Oleh: Mukhlisin
Jakarta – Panas mentari pagi menelusuk kulit saat Rudi melangkah pelan di trotoar Jalan Jenderal Sudirman. Ia tukang ojek pangkalan yang telah belasan tahun mencari nafkah di antara riuh kemacetan ibu kota. Pagi itu, ia harus berjalan lebih jauh dari biasanya—trotoar tempat ia biasa menunggu penumpang tengah diperbaiki, lagi.
“Setiap lima tahun ganti trotoar. Tapi buat kami, yang penting nanti masih boleh duduk di sini atau tidak,” ucapnya lirih, dengan senyum pahit.

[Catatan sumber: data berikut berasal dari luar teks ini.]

impl<'a> Tokenizer<'a> {
    fn new(d: &'a str) -> Self {
        Self {
            s: d.as_bytes(),
            pos: 0,
        }
    }

    fn skip_separators(&mut self) {
        while self.pos < self.s.len() && matches!(self.s[self.pos], b' ' | b',' | b'\n' | b'\t' | b'\r') {
            self.pos += 1;
        }
    }

    fn at_end(&mut self) -> bool {
        self.skip_separators();
        self.pos >= self.s.len()
    }

    fn command(&mut self) -> Option<char> {
        self.skip_separators();
        let c = *self.s.get(self.pos)?;
        if c.is_ascii_alphabetic() && c != b'e' && c != b'E' {
            self.pos += 1;
            Some(c as char)
        } else {
            None
        }
    }

    fn number(&mut self) -> Option<f64> {
        self.skip_separators();
        let start = self.pos;
        while self.pos < self.s.len() {
            let c = self.s[self.pos];
            let sign_ok = (c == b'-' || c == b'+')
                && (self.pos == start || matches!(self.s[self.pos - 1], b'e' | b'E'));
            if c.is_ascii_digit() || c == b'.' || c == b'e' || c == b'E' || sign_ok {
                self.pos += 1;
            } else {
                break;
            }
        }
        std::str::from_utf8(&self.s[start..self.pos]).ok()?.parse().ok()
    }
}

#[cfg(test)]
mod tests {
    use super::*;

    #[test]
    fn single_value_pie_spans_full_circle() {
        let s = pie_layout(&[100.0], true);
        assert_eq!(s[0].start_angle, 0.0);
        assert_eq!(s[0].end_angle, TAU);
        assert!((s[0].fraction() - 1.0).abs() < 1e-12);
    }

    #[test]
    fn sorted_pie_keeps_input_order_in_output() {
        let s = pie_layout(&[10.0, 60.0, 30.0], true);
        assert_eq!(s[1].start_angle, 0.0);
        assert!((s[2].start_angle - s[1].end_angle).abs() < 1e-12);
        assert!((s[0].fraction() - 0.1).abs() < 1e-12);
    }

    #[test]
    fn path_round_trips_through_parser() {
        let arc = Arc::new(20.0, 50.0).pad_angle(0.02).corner_radius(3.0);
        let d = arc.path(0.0, 1.5).to_string();
        let parsed = PathData::parse(&d).unwrap();
        assert_eq!(parsed.segments().len(), arc.path(0.0, 1.5).segments().len());
        assert!(!parsed.flatten().is_empty());
    }

    #[test]
    fn straight_line_length() {
        let p = curve_path(&[(0.0, 0.0), (3.0, 4.0)], CurveType::Cardinal);
        assert!((p.length() - 5.0).abs() < 1e-9);
        assert_eq!(p.to_string(), "M0,0L3,4");
    }

    #[test]
    fn cardinal_first_control_point_is_start() {
        let p = curve_path(&[(0.0, 0.0), (10.0, 10.0), (20.0, 0.0)], CurveType::Cardinal);
        match p.segments()[1] {
            Segment::Cubic(c1, _, _) => assert_eq!(c1, (0.0, 0.0)),
            other => panic!("unexpected {other:?}"),
        }
    }

    #[test]
    fn gaps_split_subpaths() {
        let pts = [Some((0.0, 0.0)), Some((1.0, 1.0)), None, Some((3.0, 3.0)), Some((4.0, 4.0))];
        let p = line_with_gaps(&pts, CurveType::Linear);
        assert_eq!(p.to_string(), "M0,0L1,1M3,3L4,4");
    }
}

Kalimat sederhana itu mungkin akan terlupakan, namun bagi saya, ia membuka mata akan sisi lain Jakarta: bukan hanya kota megah dengan pencakar langit, MRT, dan pusat ekonomi, tetapi juga rumah rapuh bagi mereka yang menggantungkan hidup pada denyut kota yang sering kali tak bersahabat.
Kota yang Tak Tidur, Tapi Selalu Letih
Jakarta terus berubah. Tiap hari, proyek baru digulirkan—jalan tol layang, fase baru MRT, pembangunan Ibu Kota Negara (IKN), hingga rencana reklamasi. Di atas kertas, ini semua demi kemajuan kota: lebih cepat, efisien, dan modern.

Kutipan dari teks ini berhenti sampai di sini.